→ **What you are asked to do**
Would you please write out each entry precisely as given?

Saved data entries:
◇ ◇ ◇ ◇ ◇ ◇ ◇
#[cfg(test)]
mod tests {
    use super::*;
    use crate::types::{Multiplier, RoundParams, UNITS_PER_TOKEN};
    use uuid::Uuid;

    fn sealed() -> SealedSeed {
        SealedSeed {
            server_seed: "seed".to_string(),
            crash_point: Multiplier::from_hundredths(250),
        }
    }

    fn build_round(round_number: u64) -> (Round, SealedSeed) {
        let round = Round {
            id: Uuid::new_v4(),
            round_number,
            status: RoundStatus::Betting,
            server_seed_hash: "hash".to_string(),
            server_seed: None,
            crash_point: None,
            total_wagered: 0,
            total_payout: 0,
            params: RoundParams {
                min_bet: 1,
                max_bet: 100 * UNITS_PER_TOKEN,
                betting_duration_secs: 15,
                max_multiplier: Multiplier::from_hundredths(100_000),
                instant_crash_probability: 0.0,
            },
            start_time: 0,
            flying_started_at: None,
            end_time: None,
        };
        (round, sealed())
    }

    fn ticket(owner: &str, payment_ref: &str) -> Ticket {
        Ticket {
            id: Uuid::new_v4(),
            owner: WalletAddress::new(owner),
            ticket_value: UNITS_PER_TOKEN,
            payment_currency: "WOVER".to_string(),
            payment_amount: UNITS_PER_TOKEN,
            payment_ref: payment_ref.to_string(),
            purchased_at: 0,
            expires_at: 1_000_000,
            consumed_at: None,
        }
    }

    fn bet_from(round: &Round, ticket: &Ticket) -> Bet {
        Bet {
            id: Uuid::new_v4(),
            round_id: round.id,
            wallet: ticket.owner.clone(),
            ticket_id: ticket.id,
            bet_amount: ticket.ticket_value,
            auto_cashout_at: None,
            status: BetStatus::Active,
            cashed_out_at: None,
            cashout_trigger: None,
            winnings: 0,
            placed_at: 1,
            settled_at: None,
        }
    }

    #[test]
    fn test_single_open_round() {
        let ledger = Ledger::in_memory();
        let first = ledger.create_round(build_round).unwrap();
        assert_eq!(first.round_number, 1);

        let err = ledger.create_round(build_round).unwrap_err();
        assert!(matches!(err, EngineError::Conflict(ConflictError::RoundAlreadyOpen(id)) if id == first.id));
    }

    #[test]
    fn test_transition_requires_predecessor() {
        let ledger = Ledger::in_memory();
        let round = ledger.create_round(build_round).unwrap();

        let err = ledger
            .transition_round(round.id, RoundStatus::Flying, |_| Ok(()))
            .unwrap_err();
        assert!(matches!(err, EngineError::Conflict(ConflictError::InvalidTransition { .. })));

        for status in [RoundStatus::Countdown, RoundStatus::Flying, RoundStatus::Crashed, RoundStatus::Payout] {
            ledger.transition_round(round.id, status, |_| Ok(())).unwrap();
        }
        assert!(ledger.open_round().is_none());
        assert_eq!(ledger.create_round(build_round).unwrap().round_number, 2);
    }

    #[test]
    fn test_place_bet_is_all_or_nothing() {
        let ledger = Ledger::in_memory();
        let round = ledger.create_round(build_round).unwrap();
        let t = ticket("0xaa", "ref-1");
        let (t, created) = ledger.insert_ticket_once("ref-1", || Ok(t.clone())).unwrap();
        assert!(created);

        let wallet = WalletAddress::new("0xaa");
        let rejected = ledger.place_bet_atomic(
            round.id,
            &wallet,
            t.id,
            5,
            |_| Ok(()),
            |_, _| Err(ValidationError::InvalidWallet.into()),
            bet_from,
        );
        assert!(rejected.is_err());
        assert!(ledger.ticket(&t.id).unwrap().consumed_at.is_none());
        assert!(ledger.bet_for_wallet(round.id, &wallet).is_none());

        let bet = ledger
            .place_bet_atomic(round.id, &wallet, t.id, 5, |_| Ok(()), |_, _| Ok(()), bet_from)
            .unwrap();
        assert_eq!(ledger.ticket(&t.id).unwrap().consumed_at, Some(5));
        assert_eq!(ledger.bets_for_round(&round.id), vec![bet]);
    }

    #[test]
    fn test_bet_cas_single_winner() {
        let ledger = Ledger::in_memory();
        let round = ledger.create_round(build_round).unwrap();
        let t = ticket("0xbb", "ref-2");
        ledger.insert_ticket_once("ref-2", || Ok(t.clone())).unwrap();
        let bet = ledger
            .place_bet_atomic(round.id, &t.owner, t.id, 1, |_| Ok(()), |_, _| Ok(()), bet_from)
            .unwrap();

        ledger
            .update_bet_if(bet.id, &[BetStatus::Active], |b| {
                b.status = BetStatus::Won;
                Ok(())
            })
            .unwrap();
        let err = ledger
            .update_bet_if(bet.id, &[BetStatus::Active], |b| {
                b.status = BetStatus::Lost;
                Ok(())
            })
            .unwrap_err();
        assert!(matches!(
            err,
            EngineError::Conflict(ConflictError::BetAlreadySettled { status: BetStatus::Won, .. })
        ));
    }

    #[test]
    fn test_payment_ref_idempotent() {
        let ledger = Ledger::in_memory();
        let (first, created) = ledger.insert_ticket_once("tx-9", || Ok(ticket("0xcc", "tx-9"))).unwrap();
        let (second, created_again) = ledger.insert_ticket_once("tx-9", || Ok(ticket("0xcc", "tx-9"))).unwrap();
        assert!(created);
        assert!(!created_again);
        assert_eq!(first.id, second.id);
        assert_eq!(ledger.tickets_for_wallet(&WalletAddress::new("0xcc")).len(), 1);
    }

    #[test]
    fn test_reload_from_storage() {
        let dir = tempfile::tempdir().unwrap();
        let storage = Arc::new(OptimizedStorage::new(dir.path()).unwrap());

        let (round_id, ticket_id) = {
            let ledger = Ledger::open(storage.clone()).unwrap();
            let round = ledger.create_round(build_round).unwrap();
            ledger.transition_round(round.id, RoundStatus::Countdown, |_| Ok(())).unwrap();
            let (t, _) = ledger.insert_ticket_once("ref-3", || Ok(ticket("0xdd", "ref-3"))).unwrap();
            (round.id, t.id)
        };

        let reloaded = Ledger::open(storage).unwrap();
        let open = reloaded.open_round().unwrap();
        assert_eq!(open.id, round_id);
        assert_eq!(open.status, RoundStatus::Countdown);
        assert_eq!(reloaded.sealed_seed(&round_id), Some(sealed()));
        assert_eq!(reloaded.ticket_for_payment("ref-3").unwrap().id, ticket_id);
        assert_eq!(reloaded.last_round_number(), 1);
    }
}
◇ ◇ ◇ ◇ ◇ ◇ ◇
→ **Response for this exercise**
#[cfg(test)]
mod tests {
    use super::*;
    use crate::types::{Multiplier, RoundParams, UNITS_PER_TOKEN};
    use uuid::Uuid;

    fn sealed() -> SealedSeed {
        SealedSeed {
            server_seed: "seed".to_string(),
            crash_point: Multiplier::from_hundredths(250),
        }
    }

    fn build_round(round_number: u64) -> (Round, SealedSeed) {
        let round = Round {
            id: Uuid::new_v4(),
            round_number,
            status: RoundStatus::Betting,
            server_seed_hash: "hash".to_string(),
            server_seed: None,
            crash_point: None,
            total_wagered: 0,
            total_payout: 0,
            params: RoundParams {
                min_bet: 1,
                max_bet: 100 * UNITS_PER_TOKEN,
                betting_duration_secs: 15,
                max_multiplier: Multiplier::from_hundredths(100_000),
                instant_crash_probability: 0.0,
            },
            start_time: 0,
            flying_started_at: None,
            end_time: None,
        };
        (round, sealed())
    }

    fn ticket(owner: &str, payment_ref: &str) -> Ticket {
        Ticket {
            id: Uuid::new_v4(),
            owner: WalletAddress::new(owner),
            ticket_value: UNITS_PER_TOKEN,
            payment_currency: "WOVER".to_string(),
            payment_amount: UNITS_PER_TOKEN,
            payment_ref: payment_ref.to_string(),
            purchased_at: 0,
            expires_at: 1_000_000,
            consumed_at: None,
        }
    }

    fn bet_from(round: &Round, ticket: &Ticket) -> Bet {
        Bet {
            id: Uuid::new_v4(),
            round_id: round.id,
            wallet: ticket.owner.clone(),
            ticket_id: ticket.id,
            bet_amount: ticket.ticket_value,
            auto_cashout_at: None,
            status: BetStatus::Active,
            cashed_out_at: None,
            cashout_trigger: None,
            winnings: 0,
            placed_at: 1,
            settled_at: None,
        }
    }

    #[test]
    fn test_single_open_round() {
        let ledger = Ledger::in_memory();
        let first = ledger.create_round(build_round).unwrap();
        assert_eq!(first.round_number, 1);

        let err = ledger.create_round(build_round).unwrap_err();
        assert!(matches!(err, EngineError::Conflict(ConflictError::RoundAlreadyOpen(id)) if id == first.id));
    }

    #[test]
    fn test_transition_requires_predecessor() {
        let ledger = Ledger::in_memory();
        let round = ledger.create_round(build_round).unwrap();

        let err = ledger
            .transition_round(round.id, RoundStatus::Flying, |_| Ok(()))
            .unwrap_err();
        assert!(matches!(err, EngineError::Conflict(ConflictError::InvalidTransition { .. })));

        for status in [RoundStatus::Countdown, RoundStatus::Flying, RoundStatus::Crashed, RoundStatus::Payout] {
            ledger.transition_round(round.id, status, |_| Ok(())).unwrap();
        }
        assert!(ledger.open_round().is_none());
        assert_eq!(ledger.create_round(build_round).unwrap().round_number, 2);
    }

    #[test]
    fn test_place_bet_is_all_or_nothing() {
        let ledger = Ledger::in_memory();
        let round = ledger.create_round(build_round).unwrap();
        let t = ticket("0xaa", "ref-1");
        let (t, created) = ledger.insert_ticket_once("ref-1", || Ok(t.clone())).unwrap();
        assert!(created);

        let wallet = WalletAddress::new("0xaa");
        let rejected = ledger.place_bet_atomic(
            round.id,
            &wallet,
            t.id,
            5,
            |_| Ok(()),
            |_, _| Err(ValidationError::InvalidWallet.into()),
            bet_from,
        );
        assert!(rejected.is_err());
        assert!(ledger.ticket(&t.id).unwrap().consumed_at.is_none());
        assert!(ledger.bet_for_wallet(round.id, &wallet).is_none());

        let bet = ledger
            .place_bet_atomic(round.id, &wallet, t.id, 5, |_| Ok(()), |_, _| Ok(()), bet_from)
            .unwrap();
        assert_eq!(ledger.ticket(&t.id).unwrap().consumed_at, Some(5));
        assert_eq!(ledger.bets_for_round(&round.id), vec![bet]);
    }

    #[test]
    fn test_bet_cas_single_winner() {
        let ledger = Ledger::in_memory();
        let round = ledger.create_round(build_round).unwrap();
        let t = ticket("0xbb", "ref-2");
        ledger.insert_ticket_once("ref-2", || Ok(t.clone())).unwrap();
        let bet = ledger
            .place_bet_atomic(round.id, &t.owner, t.id, 1, |_| Ok(()), |_, _| Ok(()), bet_from)
            .unwrap();

        ledger
            .update_bet_if(bet.id, &[BetStatus::Active], |b| {
                b.status = BetStatus::Won;
                Ok(())
            })
            .unwrap();
        let err = ledger
            .update_bet_if(bet.id, &[BetStatus::Active], |b| {
                b.status = BetStatus::Lost;
                Ok(())
            })
            .unwrap_err();
        assert!(matches!(
            err,
            EngineError::Conflict(ConflictError::BetAlreadySettled { status: BetStatus::Won, .. })
        ));
    }

    #[test]
    fn test_payment_ref_idempotent() {
        let ledger = Ledger::in_memory();
        let (first, created) = ledger.insert_ticket_once("tx-9", || Ok(ticket("0xcc", "tx-9"))).unwrap();
        let (second, created_again) = ledger.insert_ticket_once("tx-9", || Ok(ticket("0xcc", "tx-9"))).unwrap();
        assert!(created);
        assert!(!created_again);
        assert_eq!(first.id, second.id);
        assert_eq!(ledger.tickets_for_wallet(&WalletAddress::new("0xcc")).len(), 1);
    }

    #[test]
    fn test_reload_from_storage() {
        let dir = tempfile::tempdir().unwrap();
        let storage = Arc::new(OptimizedStorage::new(dir.path()).unwrap());

        let (round_id, ticket_id) = {
            let ledger = Ledger::open(storage.clone()).unwrap();
            let round = ledger.create_round(build_round).unwrap();
            ledger.transition_round(round.id, RoundStatus::Countdown, |_| Ok(())).unwrap();
            let (t, _) = ledger.insert_ticket_once("ref-3", || Ok(ticket("0xdd", "ref-3"))).unwrap();
            (round.id, t.id)
        };

        let reloaded = Ledger::open(storage).unwrap();
        let open = reloaded.open_round().unwrap();
        assert_eq!(open.id, round_id);
        assert_eq!(open.status, RoundStatus::Countdown);
        assert_eq!(reloaded.sealed_seed(&round_id), Some(sealed()));
        assert_eq!(reloaded.ticket_for_payment("ref-3").unwrap().id, ticket_id);
        assert_eq!(reloaded.last_round_number(), 1);
    }
}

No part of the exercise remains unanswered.